• **REQUIRED ACTION**:
How many of the lines below include the word "passes"? Only the number should be given.

• **DATA EXTRACT**:
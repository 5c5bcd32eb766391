// Copyright 2026 the Glint Authors
// SPDX-License-Identifier: Apache-2.0 OR MIT

//! Scroll-driven page chrome and active-section highlighting.
//!
//! Two passes run on (throttled) scroll signals:
//!
//! - [`ScrollTracker::update_chrome`]: navbar condensed state, back-to-top
//!   visibility, and the reading-progress bar.
//! - [`ScrollTracker::update_highlight`]: accent colour on the navigation
//!   link of every section containing the probe line.
//!
//! Both passes are pure functions of the current [`ScrollSnapshot`] and
//! layout, so dropped (throttled) signals lose nothing: the next admitted
//! one recomputes everything.

use alloc::vec::Vec;

use crate::backend::Layout;
use crate::element::{Class, ElementId, ElementStore, Highlight};

/// Document scroll metrics at one instant.
#[derive(Clone, Copy, Debug, PartialEq)]
pub struct ScrollSnapshot {
    /// Vertical scroll offset.
    pub scroll_y: f64,
    /// Total document height.
    pub document_height: f64,
    /// Viewport height.
    pub viewport_height: f64,
}

impl ScrollSnapshot {
    /// Reading progress in percent: `scroll_y / (document - viewport) * 100`.
    ///
    /// Not clamped; presenters clamp when writing. A non-scrollable document
    /// (or any non-finite result) reads as 0.
    #[must_use]
    pub fn progress_percent(&self) -> f64 {
        let scrollable = self.document_height - self.viewport_height;
        let p = self.scroll_y / scrollable * 100.0;
        if p.is_finite() { p } else { 0.0 }
    }
}

/// Thresholds for the scroll passes.
#[derive(Clone, Copy, Debug, PartialEq)]
pub struct ScrollConfig {
    /// Navbar condenses strictly above this offset.
    pub navbar_threshold: f64,
    /// Back-to-top shows strictly above this offset.
    pub back_to_top_threshold: f64,
    /// Distance from the viewport top to the section probe line.
    pub probe_offset: f64,
}

/// A page section and the navigation link that targets it.
#[derive(Clone, Copy, Debug, PartialEq, Eq)]
pub struct Section {
    /// The section element.
    pub element: ElementId,
    /// The link whose `href` names the section, if any.
    pub link: Option<ElementId>,
}

/// Result of the chrome pass.
#[derive(Clone, Copy, Debug, PartialEq)]
pub struct ChromeState {
    /// Navbar condensed.
    pub navbar_scrolled: bool,
    /// Back-to-top shown.
    pub back_to_top_visible: bool,
    /// Reading progress, unclamped.
    pub progress_percent: f64,
}

/// Returns whether `probe` lies in `[top, top + height)`.
#[must_use]
pub fn section_contains(top: f64, height: f64, probe: f64) -> bool {
    probe >= top && probe < top + height
}

/// Tracks scroll-dependent chrome and section highlighting.
#[derive(Clone, Debug)]
pub struct ScrollTracker {
    config: ScrollConfig,
    navbar: Option<ElementId>,
    back_to_top: Option<ElementId>,
    progress: Option<ElementId>,
    sections: Vec<Section>,
}

impl ScrollTracker {
    /// Creates a tracker. Missing chrome elements are skipped silently.
    #[must_use]
    pub fn new(
        config: ScrollConfig,
        navbar: Option<ElementId>,
        back_to_top: Option<ElementId>,
        progress: Option<ElementId>,
        sections: Vec<Section>,
    ) -> Self {
        Self {
            config,
            navbar,
            back_to_top,
            progress,
            sections,
        }
    }

    /// Tracked sections, in document order.
    #[must_use]
    pub fn sections(&self) -> &[Section] {
        &self.sections
    }

    /// Applies navbar, back-to-top, and progress state for `snapshot`.
    pub fn update_chrome(&self, store: &mut ElementStore, snapshot: &ScrollSnapshot) -> ChromeState {
        let state = ChromeState {
            navbar_scrolled: snapshot.scroll_y > self.config.navbar_threshold,
            back_to_top_visible: snapshot.scroll_y > self.config.back_to_top_threshold,
            progress_percent: snapshot.progress_percent(),
        };
        if let Some(navbar) = self.navbar {
            store.set_class(navbar, Class::Scrolled, state.navbar_scrolled);
        }
        if let Some(button) = self.back_to_top {
            store.set_class(button, Class::Visible, state.back_to_top_visible);
        }
        if let Some(bar) = self.progress {
            store.set_width_percent(bar, Some(state.progress_percent));
        }
        state
    }

    /// Highlights the link of every section containing the probe line at
    /// `scroll_y + probe_offset`.
    ///
    /// Links are written in section order and each write covers the link's
    /// full state, so when sections overlap (or several share a link) the
    /// last section decides. Sections that are not laid out are skipped.
    /// Returns the sections found active.
    pub fn update_highlight(
        &self,
        store: &mut ElementStore,
        scroll_y: f64,
        layout: &dyn Layout,
    ) -> Vec<ElementId> {
        let probe = scroll_y + self.config.probe_offset;
        let mut active = Vec::new();
        for section in &self.sections {
            let Some(rect) = layout.document_rect(section.element) else {
                continue;
            };
            let on = section_contains(rect.y0, rect.height(), probe);
            if on {
                active.push(section.element);
            }
            if let Some(link) = section.link {
                let highlight = if on { Highlight::Accent } else { Highlight::None };
                store.set_highlight(link, highlight);
            }
        }
        active
    }
}

#[cfg(test)]
mod tests {
    use kurbo::Rect;

    use super::*;

    const CONFIG: ScrollConfig = ScrollConfig {
        navbar_threshold: 60.0,
        back_to_top_threshold: 500.0,
        probe_offset: 100.0,
    };

    /// Sections stacked in document space; the viewport scrolls over them.
    struct Stacked {
        rects: Vec<(ElementId, Rect)>,
        scroll_y: f64,
    }

    impl Layout for Stacked {
        fn client_rect(&self, element: ElementId) -> Option<Rect> {
            self.rects
                .iter()
                .find(|(e, _)| *e == element)
                .map(|(_, r)| Rect::new(r.x0, r.y0 - self.scroll_y, r.x1, r.y1 - self.scroll_y))
        }

        fn scroll_y(&self) -> f64 {
            self.scroll_y
        }
    }

    fn snapshot(scroll_y: f64) -> ScrollSnapshot {
        ScrollSnapshot {
            scroll_y,
            document_height: 3000.0,
            viewport_height: 800.0,
        }
    }

    #[test]
    fn progress_percent_matches_formula() {
        let p = snapshot(1100.0).progress_percent();
        assert!((p - 50.0).abs() < 1e-9);

        let flat = ScrollSnapshot {
            scroll_y: 0.0,
            document_height: 800.0,
            viewport_height: 800.0,
        };
        assert!(flat.progress_percent().abs() < f64::EPSILON);
    }

    #[test]
    fn chrome_thresholds_are_strict() {
        let mut store = ElementStore::new();
        let navbar = store.register("navbar");
        let button = store.register("backToTop");
        let bar = store.register("scrollProgress");
        let tracker = ScrollTracker::new(CONFIG, Some(navbar), Some(button), Some(bar), Vec::new());

        let s = tracker.update_chrome(&mut store, &snapshot(60.0));
        assert!(!s.navbar_scrolled);
        assert!(!store.has_class(navbar, Class::Scrolled));

        let s = tracker.update_chrome(&mut store, &snapshot(501.0));
        assert!(s.navbar_scrolled && s.back_to_top_visible);
        assert!(store.has_class(navbar, Class::Scrolled));
        assert!(store.has_class(button, Class::Visible));
        assert!(store.style(bar).width_percent.is_some());

        let _ = tracker.update_chrome(&mut store, &snapshot(0.0));
        assert!(!store.has_class(button, Class::Visible));
    }

    #[test]
    fn missing_chrome_is_skipped() {
        let mut store = ElementStore::new();
        let tracker = ScrollTracker::new(CONFIG, None, None, None, Vec::new());
        let s = tracker.update_chrome(&mut store, &snapshot(900.0));
        assert!(s.navbar_scrolled);
        assert!(store.evaluate().is_empty());
    }

    #[test]
    fn probe_selects_section_half_open() {
        assert!(section_contains(0.0, 400.0, 0.0));
        assert!(!section_contains(0.0, 400.0, 400.0));
        assert!(section_contains(400.0, 400.0, 400.0));
    }

    #[test]
    fn highlight_follows_probe_line() {
        let mut store = ElementStore::new();
        let home = store.register("home");
        let about = store.register("about");
        let home_link = store.register("a[href='#home']");
        let about_link = store.register("a[href='#about']");
        let tracker = ScrollTracker::new(
            CONFIG,
            None,
            None,
            None,
            alloc::vec![
                Section {
                    element: home,
                    link: Some(home_link),
                },
                Section {
                    element: about,
                    link: Some(about_link),
                },
            ],
        );
        let mut layout = Stacked {
            rects: alloc::vec![
                (home, Rect::new(0.0, 0.0, 1000.0, 700.0)),
                (about, Rect::new(0.0, 700.0, 1000.0, 1500.0)),
            ],
            scroll_y: 0.0,
        };

        assert_eq!(tracker.update_highlight(&mut store, 0.0, &layout), [home]);
        assert_eq!(store.style(home_link).highlight, Highlight::Accent);
        assert_eq!(store.style(about_link).highlight, Highlight::None);

        // Probe at 700 enters the second section.
        layout.scroll_y = 600.0;
        assert_eq!(tracker.update_highlight(&mut store, 600.0, &layout), [about]);
        assert_eq!(store.style(home_link).highlight, Highlight::None);
        assert_eq!(store.style(about_link).highlight, Highlight::Accent);
    }

    #[test]
    fn shared_link_takes_last_section_state() {
        let mut store = ElementStore::new();
        let a = store.register("a");
        let b = store.register("b");
        let link = store.register("link");
        let tracker = ScrollTracker::new(
            CONFIG,
            None,
            None,
            None,
            alloc::vec![
                Section {
                    element: a,
                    link: Some(link),
                },
                Section {
                    element: b,
                    link: Some(link),
                },
            ],
        );
        let layout = Stacked {
            rects: alloc::vec![
                (a, Rect::new(0.0, 0.0, 10.0, 500.0)),
                (b, Rect::new(0.0, 500.0, 10.0, 900.0)),
            ],
            scroll_y: 0.0,
        };
        // Probe at 100 is inside `a` only; `b` writes last and clears it.
        assert_eq!(tracker.update_highlight(&mut store, 0.0, &layout), [a]);
        assert_eq!(store.style(link).highlight, Highlight::None);
    }
}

• **SOLUTION TO THE PROBLEM**:
3